Hence, for publishers, it becomes important to value their inventory (all the users that visit their website * all the ad slots they have on their websites) correctly so that a reserve price, or a minimum price can be set up for the auctions. The minimum price
PROBLEM STATEMENT
In a first price auction, the highest bidder wins and pays the price they bid if it exceeds the reserve price. The optimal strategy of a bidder is to shade their bids (bid less than their true value of the inventory). However, bidder needs to win a certain amount to achieve their goals. This suggests they need to shade as much possible while maintaining a certain win rate.
A bidder perceives a certain value out of every impression they win. Each bidder would like to maintain the value they derived out of this set of websites (given in the dataset) in June with a maximum deviation of 20%.
Setting a reserve price induces this by causing bidders to lose at lower bids which encourages higher bidding and more publisher revenue. However, since most of these takes place through automated systems, there might be an unknown delay in setting reserve prices & reducing win rate of bidder & bidder changing their bid shading algorithm & increased publisher revenue.
IMPORTANT TERMS:
- Publisher – person who owns and publishes content on the website
- Inventory – all the users that visit the website * all the ad slots present in the website for the observation period
- Impressions – showing an ad to a user constitutes one impression. If the ad slot is present but an ad is not shown, it falls as “unfilled impression”. Inventory is the sum of impressions + unfilled impressions.
- CPM – cost per Mille. This is one of the most important ways to measure performance. It is. Calculated as revenue/impressions * 1000. ‘bids’ and ‘price’ are measured in terms of CPM
DATASET :
The dataset provided to you has data for several websites owned by the same company and they are asking for your help for what should be their approach to set reserve prices and what is the range for reserve prices they should be setting for July. The data is only of the actual revenue generation and not at bid level. The dataset has the following columns:
- Date
- site_id : each id denotes a different website
- ad_type_id : each id denotes a different ad_type. These can be display ads , video ads, text ads etc
- geo_id : each id denotes a different country. our maximum traffic is from english speaking countries
- device_category_id : each id denoted a different device_category like desktop , mobile, tablet
- advertiser_id: each id denotes a different bidder in the auction
- order_id : can be ignored
- line_item_type_id : can be ignored
- os_id : each id denotes a different operating system for mobile device category only (android , ios etc) . for all other device categories, os_id will correspond to not_mobile
- integration_type_id : it describes how the demand partner is setup within a publisher’s ecosystem – can be adserver (running through the publisher adserver) or hardcoded
- monetization_channel_id : it describes the mode through which demand partner integrates with a particular publisher – it can be header bidding (running via prebid.js), dynamic allocation, exchange bidding, direct etc
- ad_unit_id – each id denotes a different ad unit (one page can have more than one ad units)

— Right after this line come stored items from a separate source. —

use structopt::StructOpt;

type Result<T> = std::result::Result<T, Box<dyn std::error::Error>>;

#[derive(StructOpt, Debug, Clone)]
#[structopt(
global_settings(& [structopt::clap::AppSettings::ColoredHelp, structopt::clap::AppSettings::DeriveDisplayOrder]),
name = "colstack",
)]
/// Write 10 evenly spaced samples over [0, 0.1] next to a column of ones into ./out.txt
///
/// There is nothing to configure.  Run it and out.txt is (over)written.
pub struct CliCfg {
    #[structopt(short = "v", parse(from_occurrences))]
    /// Verbosity - use more than one v for greater detail
    ///
    /// Diagnostics go to stderr only and never change out.txt
    pub verbose: usize,
}

pub fn verbosity_to_log_level(verbose: usize) -> &'static str {
    match verbose {
        0 => "warn",
        1 => "info",
        2 => "debug",
        _ => "trace",
    }
}

pub fn get_cli() -> Result<CliCfg> {
    let cfg: CliCfg = CliCfg::from_args();
    Ok(cfg)
}

pub fn init_logging(cfg: &CliCfg) {
    // RUST_LOG still wins when set
    env_logger::Builder::from_env(env_logger::Env::default().default_filter_or(verbosity_to_log_level(cfg.verbose)))
        .format_timestamp(None)
        .init();
    if cfg.verbose > 1 {
        log::debug!("CLI options: {:?}", cfg);
    }
}

#[cfg(test)]
mod tests {
    use super::*;

    #[test]
    fn no_args_is_quiet() {
        let cfg = CliCfg::from_iter(&["colstack"]);
        assert_eq!(cfg.verbose, 0);
        assert_eq!(verbosity_to_log_level(cfg.verbose), "warn");
    }

    #[test]
    fn verbosity_levels() {
        for (args, level) in &[(vec!["colstack", "-v"], "info"), (vec!["colstack", "-vv"], "debug"), (vec!["colstack", "-vvvv"], "trace")] {
            let cfg = CliCfg::from_iter(args);
            assert_eq!(verbosity_to_log_level(cfg.verbose), *level, "args {:?}", args);
        }
    }

    #[test]
    fn positional_args_rejected() {
        assert!(CliCfg::from_iter_safe(&["colstack", "out2.txt"]).is_err());
    }
}
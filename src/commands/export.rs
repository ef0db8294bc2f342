//! Export a channel's full history to the output directory.

use std::path::PathBuf;
use std::sync::Arc;
use std::time::Instant;

use tokio::sync::Semaphore;
use tokio::task::JoinHandle;
use tracing::{info, warn};

use crate::chat::{fetch_all_messages, resolve_text_channel};
use crate::config::Config;
use crate::download::Downloader;
use crate::error::Result;
use crate::export::{
    attachment_file_name, create_output_dirs, embed_asset_file_name, write_logs, AssetOutcome,
    EmbedRecord, ExportedMessage, SavedAttachment, ATTACHMENTS_DIR, EMBEDS_DIR,
};
use crate::integrations::DiscordClient;
use crate::metrics;
use crate::models::{AssetKind, Message};
use crate::session::ExportLock;

/// Counts reported at the end of a run.
#[derive(Debug, Clone, Default, PartialEq, Eq)]
pub struct ExportSummary {
    pub messages: usize,
    pub attachments_saved: usize,
    pub attachments_failed: usize,
    pub assets_saved: usize,
    pub assets_failed: usize,
}

impl ExportSummary {
    fn from_records(records: &[ExportedMessage]) -> Self {
        let mut summary = Self {
            messages: records.len(),
            ..Self::default()
        };
        for record in records {
            for attachment in &record.attachments {
                if attachment.saved_as.is_some() {
                    summary.attachments_saved += 1;
                } else {
                    summary.attachments_failed += 1;
                }
            }
            for asset in record.embeds.iter().flat_map(|e| &e.assets) {
                if asset.saved_as.is_some() {
                    summary.assets_saved += 1;
                } else {
                    summary.assets_failed += 1;
                }
            }
        }
        summary
    }
}

/// Exit status for a missing or non-text channel.
pub const EXIT_INVALID_CHANNEL: i32 = 1;
/// Exit status for every other fatal error.
pub const EXIT_FAILURE: i32 = 2;

/// Process exit status for a finished run.
pub fn exit_code(result: &Result<ExportSummary>) -> i32 {
    match result {
        Ok(_) => 0,
        Err(err) if err.is_invalid_channel() => EXIT_INVALID_CHANNEL,
        Err(_) => EXIT_FAILURE,
    }
}

/// Embed asset download running in the background.
struct PendingAsset {
    message: usize,
    embed: usize,
    kind: AssetKind,
    url: String,
    dest: PathBuf,
    handle: JoinHandle<Option<String>>,
}

/// Walks the ordered history, downloading attachments and embed assets.
pub struct Exporter {
    downloader: Downloader,
    attachments_dir: PathBuf,
    embeds_dir: PathBuf,
    strict_attachments: bool,
    limiter: Arc<Semaphore>,
}

impl Exporter {
    pub fn new(downloader: Downloader, config: &Config) -> Self {
        Self {
            downloader,
            attachments_dir: config.attachments_dir(),
            embeds_dir: config.embeds_dir(),
            strict_attachments: config.strict_attachments,
            limiter: Arc::new(Semaphore::new(config.embed_concurrency)),
        }
    }

    /// Export messages in order and return one record per message.
    ///
    /// Attachments are downloaded one at a time before moving on. Embed assets
    /// download in the background and are all settled before this returns,
    /// whether the walk succeeds or not.
    pub async fn export(&self, messages: &[Message]) -> Result<Vec<ExportedMessage>> {
        let mut pending: Vec<PendingAsset> = Vec::new();

        match self.walk(messages, &mut pending).await {
            Ok(mut records) => {
                settle_pending(&mut records, pending).await;
                Ok(records)
            }
            Err(err) => {
                cancel_pending(pending).await;
                Err(err)
            }
        }
    }

    async fn walk(
        &self,
        messages: &[Message],
        pending: &mut Vec<PendingAsset>,
    ) -> Result<Vec<ExportedMessage>> {
        let mut records: Vec<ExportedMessage> = Vec::with_capacity(messages.len());

        for (message_index, msg) in messages.iter().enumerate() {
            let mut record = ExportedMessage::new(msg);

            for attachment in &msg.attachments {
                let file_name = attachment_file_name(&msg.id, &attachment.name);
                let saved_as = self.download_attachment(&attachment.url, &file_name).await?;
                record.attachments.push(SavedAttachment {
                    name: attachment.name.clone(),
                    url: attachment.url.clone(),
                    saved_as,
                });
            }

            for (embed_index, embed) in msg.embeds.iter().enumerate() {
                let position = embed_index + 1;
                record.embeds.push(EmbedRecord::new(position, embed));

                for (kind, url) in embed.assets() {
                    let file_name = embed_asset_file_name(&msg.id, position, kind, url);
                    let dest = self.embeds_dir.join(&file_name);
                    pending.push(PendingAsset {
                        message: message_index,
                        embed: embed_index,
                        kind,
                        url: url.to_string(),
                        handle: self.spawn_asset_download(kind, url.to_string(), file_name),
                        dest,
                    });
                }
            }

            records.push(record);
        }

        Ok(records)
    }

    async fn download_attachment(&self, url: &str, file_name: &str) -> Result<Option<String>> {
        let dest = self.attachments_dir.join(file_name);

        metrics::record_download_start("attachment");
        let result = self.downloader.download(url, &dest).await;
        metrics::record_download_result("attachment", result.is_ok());

        match result {
            Ok(_) => Ok(Some(format!("{}/{}", ATTACHMENTS_DIR, file_name))),
            Err(err) if self.strict_attachments => Err(err),
            Err(err) => {
                warn!("{}", err);
                Ok(None)
            }
        }
    }

    fn spawn_asset_download(
        &self,
        kind: AssetKind,
        url: String,
        file_name: String,
    ) -> JoinHandle<Option<String>> {
        let downloader = self.downloader.clone();
        let limiter = Arc::clone(&self.limiter);
        let dest = self.embeds_dir.join(&file_name);

        tokio::spawn(async move {
            // The semaphore is never closed, so acquiring only fails if it were.
            let _permit = limiter.acquire_owned().await.ok()?;

            metrics::record_download_start(kind.label());
            let result = downloader.download(&url, &dest).await;
            metrics::record_download_result(kind.label(), result.is_ok());

            match result {
                Ok(_) => Some(format!("{}/{}", EMBEDS_DIR, file_name)),
                Err(err) => {
                    warn!("{}", err);
                    None
                }
            }
        })
    }
}

/// Join every pending download and slot its outcome into its embed.
async fn settle_pending(records: &mut [ExportedMessage], pending: Vec<PendingAsset>) {
    if !pending.is_empty() {
        info!("Waiting for {} embed downloads...", pending.len());
    }
    // Pending is in (message, embed, asset) order, so outcomes land deterministically.
    for asset in pending {
        let saved_as = match asset.handle.await {
            Ok(saved_as) => saved_as,
            Err(err) => {
                warn!("Embed download task for {} failed: {}", asset.url, err);
                None
            }
        };
        records[asset.message].embeds[asset.embed]
            .assets
            .push(AssetOutcome {
                kind: asset.kind,
                url: asset.url,
                saved_as,
            });
    }
}

/// Abort every pending download and remove files left by the aborted ones.
async fn cancel_pending(pending: Vec<PendingAsset>) {
    if pending.is_empty() {
        return;
    }
    warn!("Export aborted, cancelling {} embed downloads", pending.len());
    for asset in &pending {
        asset.handle.abort();
    }
    for asset in pending {
        if let Err(err) = asset.handle.await {
            if err.is_cancelled() {
                let _ = tokio::fs::remove_file(&asset.dest).await;
            }
        }
    }
}

/// Run a full export with the given configuration.
pub async fn run(config: &Config) -> Result<ExportSummary> {
    let start = Instant::now();
    let result = export_channel(config).await;
    metrics::record_run(start.elapsed(), result.is_ok());
    result
}

async fn export_channel(config: &Config) -> Result<ExportSummary> {
    config.validate()?;

    create_output_dirs(&config.output_dir)?;
    let _lock = ExportLock::acquire(&config.output_dir)?;

    let client = DiscordClient::new(&config.token, &config.api_base)?;
    let me = client.login().await?;
    info!("Logged in as {}", me);

    let channel = resolve_text_channel(&client, &config.channel_id).await?;

    info!("Fetching messages...");
    let messages = fetch_all_messages(&client, &channel.id, config.page_size).await?;

    let exporter = Exporter::new(Downloader::new(client.http().clone()), config);
    let records = exporter.export(&messages).await?;

    write_logs(&config.output_dir, &records, config.structured_log)?;

    let summary = ExportSummary::from_records(&records);
    info!(
        "Export complete: {} messages ({} attachments, {} embed assets, {} failed downloads)",
        summary.messages,
        summary.attachments_saved,
        summary.assets_saved,
        summary.attachments_failed + summary.assets_failed
    );
    Ok(summary)
}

- total_impressions – total number of eligible impressions
- total_revenue – measurement column measuring the revenue for the particular set of dimensions
- viewable_impressions – Number of impressions on the site that were viewable out of all measurable impressions. A display ad is counted as viewable if at least 50% of its area was displayed on screen for at least one second
- measurable_impressions – Impressions that were measurable by Active View out of the total number of eligible impressions. This value should generally be close to 100%. For example, an impression that is rendering in a cross-domain iframe may not be measurable.
- Revenue_share_percent – not every advertiser gives all the revenue to the publisher. They charge a certain share for the services they provide. This captures the fraction of revenue that will actually reach the publishers pocket.
QUESTIONS –
- The person compiling the data recorded some inconsistencies within the numbers. Can you identify and categorize these inconsistencies and errors? (ex: revenue_share_percent cannot be more than 1 [100%])
- For each site, which advertiser has the highest CPM, and can you track this CPM over time?
- What is the potential revenue range our publisher can make in July?
REQUIREMENTS :
- Answer file with potential revenue range, suggested reserve prices and logic behind choosing the same
- Python/R code used to reach the above answer